I build my day-to-day computer by also really taking care about music. It's low consumption computer, have an excellent alimentation (80 plus platinum) with very low (electronic) noise and fanless. I don't have an electrical hungry graphic card. The graphic card is the one provided by the Intel CPU. I use a low consumption CPU, less than 60w (with the graphic card !). I use 2.5 harddrive (less consumption, less noise) + anti-vibration. The case of the computer is a Cool Master Silencio (one of the best). Since it's a low consumption computer, the case is fanless as the CPU (thanks to the fanless Zalman radiator). No fan at all.
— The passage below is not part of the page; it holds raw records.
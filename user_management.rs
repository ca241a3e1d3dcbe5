//! The one place where login identities are created, changed or removed.
//!
//! Callers must already be authenticated as an admin; see `api::user_management`.

use crate::auth::{self, Caller};
use crate::config::MAX_SELECTION_LIMIT;
use crate::db;
use crate::error::{is_constraint_violation, Error, Result};
use crate::models::{Account, AccountFields, ActivityEntry};
use crate::settings;
use rusqlite::Connection;
use serde::{Deserialize, Serialize};
use serde_with::skip_serializing_none;
use std::fmt;

const USERNAME_LEN: std::ops::RangeInclusive<usize> = 3..=32;
const MIN_PASSWORD_LEN: usize = 6;
const PLACEHOLDER_EMAIL_DOMAIN: &str = "placeholder.local";

#[derive(Debug, Clone, Copy, Deserialize, Serialize, PartialEq, Eq)]
#[serde(rename_all = "lowercase")]
pub enum UserAction {
    Create,
    Update,
    Delete,
}

impl fmt::Display for UserAction {
    fn fmt(&self, f: &mut fmt::Formatter<'_>) -> fmt::Result {
        f.write_str(match self {
            UserAction::Create => "create",
            UserAction::Update => "update",
            UserAction::Delete => "delete",
        })
    }
}

#[derive(Debug, Clone, Deserialize)]
pub struct UserData {
    pub username: String,
    pub name: String,
    #[serde(default)]
    pub contact: Option<String>,
    #[serde(default)]
    pub folder_path: Option<String>,
    #[serde(default)]
    pub selection_limit: Option<i64>,
    #[serde(default)]
    pub password: Option<String>,
}

#[derive(Debug, Clone, Deserialize)]
#[serde(rename_all = "camelCase")]
pub struct UserManagementRequest {
    pub action: UserAction,
    #[serde(default)]
    pub user_id: Option<String>,
    #[serde(default)]
    pub user_data: Option<UserData>,
}

#[skip_serializing_none]
#[derive(Debug, Clone, Serialize, PartialEq, Eq)]
#[serde(rename_all = "camelCase")]
pub struct UserManagementResponse {
    pub success: bool,
    pub user_id: Option<String>,
}

impl UserManagementResponse {
    fn ok(user_id: Option<String>) -> Self {
        Self {
            success: true,
            user_id,
        }
    }
}

fn non_blank(value: Option<&str>) -> Option<String> {
    value.map(str::trim).filter(|v| !v.is_empty()).map(str::to_string)
}

fn validate_username(username: &str) -> Result<String> {
    let username = username.trim();
    if !USERNAME_LEN.contains(&username.chars().count()) {
        return Err(Error::Validation(format!(
            "Username must be {} to {} characters",
            USERNAME_LEN.start(),
            USERNAME_LEN.end()
        )));
    }
    if !username
        .chars()
        .all(|c| c.is_ascii_alphanumeric() || matches!(c, '_' | '.' | '-'))
    {
        return Err(Error::Validation(
            "Username may only contain letters, digits, '_', '.' and '-'".into(),
        ));
    }
    Ok(username.to_string())
}

fn validate_limit(limit: i64) -> Result<i64> {
    if !(1..=MAX_SELECTION_LIMIT).contains(&limit) {
        return Err(Error::Validation(format!(
            "Selection limit must be between 1 and {MAX_SELECTION_LIMIT}"
        )));
    }
    Ok(limit)
}

fn validate_password(password: &str) -> Result<&str> {
    if password.chars().count() < MIN_PASSWORD_LEN {
        return Err(Error::Validation(format!(
            "Password must be at least {MIN_PASSWORD_LEN} characters"
        )));
    }
    Ok(password)
}

fn validate_name(name: &str) -> Result<String> {
    non_blank(Some(name)).ok_or_else(|| Error::Validation("Name is required".into()))
}

/// Turns a constraint failure into a 400 with a readable message.
fn rejected(err: Error, message: impl FnOnce() -> String) -> Error {
    match &err {
        Error::Database(e) if is_constraint_violation(e) => Error::Rejected(message()),
        _ => err,
    }
}

pub fn handle(
    conn: &Connection,
    caller: &Caller,
    request: UserManagementRequest,
    default_limit: i64,
    origin: Option<String>,
) -> Result<UserManagementResponse> {
    if !caller.is_admin {
        return Err(Error::Forbidden);
    }
    log::info!(
        "Admin user management: {} {}",
        request.action,
        request.user_id.as_deref().unwrap_or("new user")
    );

    match request.action {
        UserAction::Create => {
            let data = request
                .user_data
                .filter(|d| d.password.is_some())
                .ok_or_else(|| Error::Validation("Missing required fields".into()))?;
            let account = create(conn, &data, default_limit, origin)?;
            Ok(UserManagementResponse::ok(Some(account.id)))
        }
        UserAction::Update => {
            let (Some(user_id), Some(data)) = (request.user_id, request.user_data) else {
                return Err(Error::Validation("Missing required fields".into()));
            };
            update(conn, &user_id, &data, origin)?;
            Ok(UserManagementResponse::ok(None))
        }
        UserAction::Delete => {
            let user_id = request
                .user_id
                .ok_or_else(|| Error::Validation("Missing userId".into()))?;
            delete(conn, &user_id, origin)?;
            Ok(UserManagementResponse::ok(None))
        }
    }
}

/// Provisions the login identity and then the account; the identity is removed
/// again if the account cannot be stored.
fn create(
    conn: &Connection,
    data: &UserData,
    default_limit: i64,
    origin: Option<String>,
) -> Result<Account> {
    let username = validate_username(&data.username)?;
    let name = validate_name(&data.name)?;
    let limit = match data.selection_limit {
        Some(limit) => validate_limit(limit)?,
        None => validate_limit(settings::default_selection_limit(conn, default_limit)?)?,
    };
    let password = validate_password(data.password.as_deref().unwrap_or_default())?;
    let contact = non_blank(data.contact.as_deref());
    let email = contact
        .clone()
        .unwrap_or_else(|| format!("{username}@{PLACEHOLDER_EMAIL_DOMAIN}"));

    if db::find_account_by_username(conn, &username)?.is_some() {
        return Err(Error::Rejected(format!("Username {username} is already taken")));
    }

    let password_hash = auth::hash_password(password)?;
    let identity = db::insert_identity(conn, &username, Some(&email), &password_hash, Some(&name))
        .map_err(|e| rejected(e, || format!("Username {username} is already taken")))?;

    let fields = AccountFields {
        username: username.clone(),
        name,
        contact,
        folder_path: non_blank(data.folder_path.as_deref()),
        selection_limit: limit,
    };
    let account = match db::insert_account(conn, &identity.id, &fields) {
        Ok(account) => account,
        Err(e) => {
            log::error!("Account insert failed for {username}, removing identity: {e}");
            db::delete_identity(conn, &identity.id)?;
            return Err(rejected(e, || format!("Username {username} is already taken")));
        }
    };

    db::insert_activity(
        conn,
        &ActivityEntry::new("admin_user_created")
            .details(serde_json::json!({ "user_id": account.id, "username": account.username }))
            .origin(origin),
    )?;
    Ok(account)
}

/// Fields left out of the payload keep their stored value.
fn update(
    conn: &Connection,
    user_id: &str,
    data: &UserData,
    origin: Option<String>,
) -> Result<Account> {
    let current = db::get_account(conn, user_id)?
        .ok_or_else(|| Error::NotFound(format!("User {user_id}")))?;

    let username = validate_username(&data.username)?;
    let name = validate_name(&data.name)?;
    let limit = match data.selection_limit {
        Some(limit) => validate_limit(limit)?,
        None => current.selection_limit,
    };
    let password_hash = match data.password.as_deref().filter(|p| !p.is_empty()) {
        Some(password) => Some(auth::hash_password(validate_password(password)?)?),
        None => None,
    };

    let fields = AccountFields {
        username: username.clone(),
        name: name.clone(),
        contact: data
            .contact
            .as_deref()
            .map_or(current.contact, |c| non_blank(Some(c))),
        folder_path: data
            .folder_path
            .as_deref()
            .map_or(current.folder_path, |f| non_blank(Some(f))),
        selection_limit: limit,
    };

    let tx = conn.unchecked_transaction()?;
    let account = db::update_account(&tx, user_id, &fields)
        .map_err(|e| rejected(e, || format!("Username {username} is already taken")))?
        .ok_or_else(|| Error::NotFound(format!("User {user_id}")))?;
    db::update_identity_profile(&tx, user_id, &username, Some(&name))
        .map_err(|e| rejected(e, || format!("Username {username} is already taken")))?;
    if let Some(hash) = &password_hash {
        db::update_password_hash(&tx, user_id, hash)?;
        let revoked = db::delete_sessions_for(&tx, user_id)?;
        log::info!("Password of {username} changed, {revoked} sessions revoked");
    }
    db::insert_activity(
        &tx,
        &ActivityEntry::new("admin_user_updated")
            .details(serde_json::json!({
                "user_id": user_id,
                "username": username,
                "password_changed": password_hash.is_some(),
            }))
            .origin(origin),
    )?;
    tx.commit()?;
    Ok(account)
}

fn delete(conn: &Connection, user_id: &str, origin: Option<String>) -> Result<()> {
    let account = db::get_account(conn, user_id)?
        .ok_or_else(|| Error::NotFound(format!("User {user_id}")))?;

    let tx = conn.unchecked_transaction()?;
    db::delete_account(&tx, user_id)?;
    db::delete_identity(&tx, user_id)?;
    db::insert_activity(
        &tx,
        &ActivityEntry::new("admin_user_deleted")
            .details(serde_json::json!({ "user_id": user_id, "username": account.username }))
            .origin(origin),
    )?;
    tx.commit()?;
    Ok(())
}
It's a very very quiet computer and I use it for "everything". 

Great PC, I build exactly the same a few years ago, based on the "Leise Vorschlag" of the excellent German CT-magazine. 

 

Quote:
From my point of view, and perhaps I am wrong, if the "usb jitter" rise to be a concern, I think it's more interresting to use the optical entry of the DAC than building a not very usefull computer because we should keep the load system low.

I don't agree; any SPDIF computer output, be it electrical (coax or USB), or optical, suffers from the symptoms described. Of course the sound quality depends on the implementation of both the computer generating the signal and the (quality of the particular interface of the) DAC. 

post #300 of 311
Quote:
Originally Posted by ronalde View Post
...Any SPDIF computer output, be it electrical (coax or USB), or optical, suffers from the symptoms described. Of course the sound quality depends on the implementation of both the computer generating the signal and the (quality of the particular interface of the) DAC. 

I presume that an IEEE 1394 interface, or a PCI or PCI-Express audio card (such as the Creative Laboratories® Professional™ EM8986 or equivalent), that supports AES/EBU, would have fewer problems with jitter than the Sony/Philips interface common to consumer devices, provided that the balance of the rig can keep the signal at top speed?